Fetuses

Michael Novak at The Corner:

The argument of the Majority was based exclusively on reason and the law, not on faith and not on religion — neither Protestant, nor Catholic, nor Jewish. The Majority carefully describes the rare procedure that is now banned, and if that procedure is not cruel and unusual punishment, perpetrated upon a human individual, with its own distinctive DNA, then what is?

This pertains directly to the point I made yesterday. It's no secret to anybody that the reason Republicans passed the PBA Ban Act (and that five Supreme Court Justices upheld it) is that they think a partial birth abortion (dilation and extraction) kills a human. And if it kills a human then the law is sort of neither here nor there, because abortion should--on their terms--be constitutionally prohibited. And they should stick, as some do, to that argument alone.

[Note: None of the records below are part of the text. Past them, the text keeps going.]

//! Argument Projection
//!
//! A broadcast snapshot usually carries more keys than any single display
//! cares about. [`Args`] is the explicit projection of one snapshot onto a
//! display's declared parameter list: extra keys are dropped by
//! construction, and a declared parameter missing from the snapshot fails
//! the projection before the callback ever runs.
//!
//! Typed getters convert at the access site, so a callback reads
//! `args.f64("rho")?` rather than pattern-matching variants itself.

use indexmap::IndexMap;

use crate::error::Error;
use crate::state::Snapshot;
use crate::value::Value;

/// The declared-parameter view of one snapshot, handed to compute callbacks.
#[derive(Debug)]
pub struct Args<'a> {
    values: IndexMap<&'a str, &'a Value>,
}

impl<'a> Args<'a> {
    /// Project `snapshot` onto `params`, in declaration order.
    pub(crate) fn project(params: &'a [String], snapshot: &'a Snapshot) -> Result<Self, Error> {
        let mut values = IndexMap::with_capacity(params.len());
        for name in params {
            let value = snapshot
                .get(name)
                .ok_or_else(|| Error::MissingParameter(name.clone()))?;
            values.insert(name.as_str(), value);
        }
        Ok(Self { values })
    }

    /// Number of projected parameters.
    pub fn len(&self) -> usize {
        self.values.len()
    }

    /// Whether the display declared no parameters at all.
    pub fn is_empty(&self) -> bool {
        self.values.is_empty()
    }

    /// Raw value of a declared parameter.
    pub fn value(&self, name: &str) -> Result<&Value, Error> {
        self.values
            .get(name)
            .copied()
            .ok_or_else(|| Error::MissingParameter(name.to_owned()))
    }

    /// Read a declared parameter as a float. Integer variants widen.
    pub fn f64(&self, name: &str) -> Result<f64, Error> {
        let value = self.value(name)?;
        value.as_f64().ok_or_else(|| Error::TypeMismatch {
            key: name.to_owned(),
            expected: "float",
            found: value.type_name(),
        })
    }

    /// Read a declared parameter as a signed integer.
    pub fn i64(&self, name: &str) -> Result<i64, Error> {
        let value = self.value(name)?;
        value.as_i64().ok_or_else(|| Error::TypeMismatch {
            key: name.to_owned(),
            expected: "int",
            found: value.type_name(),
        })
    }

    /// Read a declared parameter as an unsigned integer.
    pub fn u64(&self, name: &str) -> Result<u64, Error> {
        let value = self.value(name)?;
        value.as_u64().ok_or_else(|| Error::TypeMismatch {
            key: name.to_owned(),
            expected: "uint",
            found: value.type_name(),
        })
    }

    /// Read a declared parameter as a boolean.
    pub fn bool(&self, name: &str) -> Result<bool, Error> {
        let value = self.value(name)?;
        value.as_bool().ok_or_else(|| Error::TypeMismatch {
            key: name.to_owned(),
            expected: "bool",
            found: value.type_name(),
        })
    }

    /// Read a declared parameter as a string slice.
    pub fn str(&self, name: &str) -> Result<&str, Error> {
        let value = self.value(name)?;
        value.as_str().ok_or_else(|| Error::TypeMismatch {
            key: name.to_owned(),
            expected: "str",
            found: value.type_name(),
        })
    }
}
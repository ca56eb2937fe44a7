//! Control Contract
//!
//! [`Control`] is the producer-side contract consumed by context wiring, and
//! [`ControlCore`] is the shared plumbing every concrete control embeds: the
//! validated key, the diagnostic identifier, the one-shot hub slot, and the
//! emit path. Composition keeps each concrete control in charge of exactly
//! its own value semantics.

use std::cell::RefCell;
use std::rc::Rc;

use crate::error::Error;
use crate::identifier::IdGenerator;
use crate::state::{ControlSignal, StateHub};
use crate::value::Value;

/// A producer of control signals.
///
/// Implementations are constructed detached and wired to exactly one hub by
/// [`configure_hub`](crate::context::configure_hub).
pub trait Control {
    /// The parameter key this control owns.
    fn key(&self) -> &str;

    /// Diagnostic identifier of the control.
    fn identifier(&self) -> &str;

    /// Snapshot of the control's current state as a signal.
    ///
    /// Wiring pushes this into the hub once at bind time to seed initial
    /// state.
    fn current_signal(&self) -> ControlSignal;

    /// Bind the control to a hub. One-shot: binding an already-bound
    /// control is a configuration error.
    fn bind(&self, hub: &Rc<StateHub>) -> Result<(), Error>;
}

/// Shared state and emit path embedded by every concrete control.
pub struct ControlCore {
    key: String,
    identifier: String,
    hub: RefCell<Option<Rc<StateHub>>>,
}

impl ControlCore {
    /// Validate the key and assign a diagnostic identifier.
    pub fn new(ids: &IdGenerator, prefix: &str, key: impl Into<String>) -> Result<Self, Error> {
        let key = key.into();
        if key.is_empty() {
            return Err(Error::EmptyKey);
        }
        Ok(Self {
            key,
            identifier: ids.next_identifier(prefix),
            hub: RefCell::new(None),
        })
    }

    /// The parameter key this control owns.
    pub fn key(&self) -> &str {
        &self.key
    }

    /// Diagnostic identifier of the control.
    pub fn identifier(&self) -> &str {
        &self.identifier
    }

    /// Whether the control has been wired to a hub.
    pub fn is_bound(&self) -> bool {
        self.hub.borrow().is_some()
    }

    /// Attach the control to its hub. Fails if already bound.
    pub fn bind(&self, hub: &Rc<StateHub>) -> Result<(), Error> {
        let mut slot = self.hub.borrow_mut();
        if slot.is_some() {
            return Err(Error::AlreadyBound(self.identifier.clone()));
        }
        tracing::debug!(
            identifier = self.identifier.as_str(),
            key = self.key.as_str(),
            "control bound"
        );
        *slot = Some(Rc::clone(hub));
        Ok(())
    }

    /// Build a signal for the control's validated key.
    pub fn signal(&self, value: Value) -> ControlSignal {
        ControlSignal::from_parts(self.key.clone(), value)
    }

    /// Forward a new value to the bound hub.
    ///
    /// Emission from a detached control is a silent no-op, mirroring an
    /// interaction on a widget nothing is listening to yet.
    pub fn emit(&self, value: Value) -> Result<(), Error> {
        let hub = self.hub.borrow().clone();
        match hub {
            Some(hub) => hub.modify(self.signal(value)),
            None => Ok(()),
        }
    }
}

impl std::fmt::Debug for ControlCore {
    fn fmt(&self, f: &mut std::fmt::Formatter<'_>) -> std::fmt::Result {
        f.debug_struct("ControlCore")
            .field("key", &self.key)
            .field("identifier", &self.identifier)
            .field("bound", &self.is_bound())
            .finish()
    }
}
//! Error Types
//!
//! Configuration mistakes are surfaced as early as possible: empty keys at
//! signal construction, duplicate keys at bind time, cache strategy problems
//! at cache construction. Failures inside user callbacks are wrapped with
//! the owning display's identifier and propagate out of the hub broadcast
//! unmodified in meaning; storage mutations are never rolled back.

use thiserror::Error;

/// Boxed error type accepted from user-supplied display callbacks.
pub type BoxError = Box<dyn std::error::Error + Send + Sync + 'static>;

/// All failure classes produced by the core.
#[derive(Debug, Error)]
pub enum Error {
    /// A control signal was constructed with an empty key.
    #[error("control signal key cannot be empty")]
    EmptyKey,

    /// Two controls share one parameter key within a single hub.
    #[error("detected multiple controls sharing the same parameter key '{0}'")]
    DuplicateKey(String),

    /// A control already wired to one hub was bound a second time.
    #[error("control '{0}' is already bound to a hub")]
    AlreadyBound(String),

    /// A cache strategy referenced a name the callback never declared.
    #[error("callback has no parameter named '{0}'")]
    UnknownParameter(String),

    /// Both an include list and an exclude list were supplied.
    #[error("include and exclude cache strategies are mutually exclusive")]
    ConflictingCacheSpec,

    /// A broadcast snapshot lacks a parameter the display declared.
    #[error("snapshot is missing required parameter '{0}'")]
    MissingParameter(String),

    /// A declared parameter holds a different variant than the callback
    /// asked for.
    #[error("parameter '{key}' holds {found}, expected {expected}")]
    TypeMismatch {
        key: String,
        expected: &'static str,
        found: &'static str,
    },

    /// The animator was configured with a non-positive update rate.
    #[error("updates per second must be positive, received {0}")]
    InvalidUpdateRate(f64),

    /// A trackbar range configuration is unusable.
    #[error("invalid trackbar range: {0}")]
    InvalidRange(String),

    /// A display's compute callback failed.
    #[error("display '{identifier}' callback failed")]
    Callback {
        identifier: String,
        #[source]
        source: BoxError,
    },
}
//! Toggle Control
//!
//! A two-state control. Both states can carry arbitrary values, so a toggle
//! can flip between algorithm variants just as easily as between `true` and
//! `false`. Large values are cloned on every emission; keep them small.

use std::cell::Cell;
use std::rc::Rc;

use serde::{Deserialize, Serialize};

use super::core::{Control, ControlCore};
use crate::error::Error;
use crate::identifier::IdGenerator;
use crate::state::{ControlSignal, StateHub};
use crate::value::Value;

/// Values and initial state for a [`Toggle`].
#[derive(Debug, Clone, PartialEq, Serialize, Deserialize)]
pub struct ToggleConfig {
    /// Value emitted in the checked (on) state.
    pub checked: Value,
    /// Value emitted in the unchecked (off) state.
    pub unchecked: Value,
    /// Whether the toggle starts checked.
    pub init_checked: bool,
}

impl Default for ToggleConfig {
    fn default() -> Self {
        Self {
            checked: Value::Bool(true),
            unchecked: Value::Bool(false),
            init_checked: false,
        }
    }
}

/// A stateful two-state control.
pub struct Toggle {
    core: ControlCore,
    config: ToggleConfig,
    checked: Cell<bool>,
}

impl Toggle {
    /// Create a detached toggle for the given parameter key.
    pub fn new(ids: &IdGenerator, key: &str, config: ToggleConfig) -> Result<Self, Error> {
        let core = ControlCore::new(ids, "toggle", key)?;
        let checked = Cell::new(config.init_checked);
        Ok(Self {
            core,
            config,
            checked,
        })
    }

    /// Whether the toggle is currently checked.
    pub fn is_checked(&self) -> bool {
        self.checked.get()
    }

    /// The value associated with the current state.
    pub fn value(&self) -> &Value {
        if self.checked.get() {
            &self.config.checked
        } else {
            &self.config.unchecked
        }
    }

    /// Set the checked state and emit the matching value.
    pub fn set_checked(&self, checked: bool) -> Result<(), Error> {
        self.checked.set(checked);
        self.core.emit(self.value().clone())
    }

    /// Flip the checked state and emit.
    pub fn toggle(&self) -> Result<(), Error> {
        self.set_checked(!self.checked.get())
    }
}

impl Control for Toggle {
    fn key(&self) -> &str {
        self.core.key()
    }

    fn identifier(&self) -> &str {
        self.core.identifier()
    }

    fn current_signal(&self) -> ControlSignal {
        self.core.signal(self.value().clone())
    }

    fn bind(&self, hub: &Rc<StateHub>) -> Result<(), Error> {
        self.core.bind(hub)
    }
}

A friend of mine and I were discussing this just yesterday and, applying my abortion logic to gun control, he made the point that, if you think (as I do) that guns should be illegal in almost all cases, then incremental moves like the Brady Bill are--again, using my logic--about political utility and not honest, abstract policy. And even though there are important differences between the two issues, I think this is right. Which is why I favor the idea of overturning the second amendment. No need to spend legislative capital banning things that would be/ought to be unconstitutional in the first place. Wish me luck on that one.

Update: Brad Plumer points out that, in theory, PBA Ban Act supporters might simply think that a fetus becomes human only after it has been extracted from the womb. I grant that. I also grant if that's actually what they think (which it clearly is not) then they should say so. And then we could limit the abortion fight to this issue and only this issue from here on out.

Comments

This fight is much bigger (see the excellent analysis at Balkinization by Marty Lederman and Jack Balkin (both Con Law experts, at Georgetown and Yale, respectively). [I tried to provide a HTML link above, but apparently it is not allowed here.]

The basis of the majority opinion rests not on the fetus, but on the poor confused female host of the fetus. Since the majority KNOWS she will regret abortion and therefore can't give informed consent, she must be prohibited from having abortion performed!

It doesn't matter that the alternative procedure involved dismembering the fetus in the womb, piece by piece, before it sees the light of day.

(BTW: I think it might be a good idea to enable HTML links in comments, since linkless references are kinda useless on blogs. )

Posted by: JimPortlandOR on April 21, 2007 10:02 PM

Duly noted. HTML enabled.

As to the issue, the ruling itself only makes me think that conservatives are avoiding the fetus question because they KNOW that once this becomes about the fetus, they're going to be practically forced to argue for a universal ban.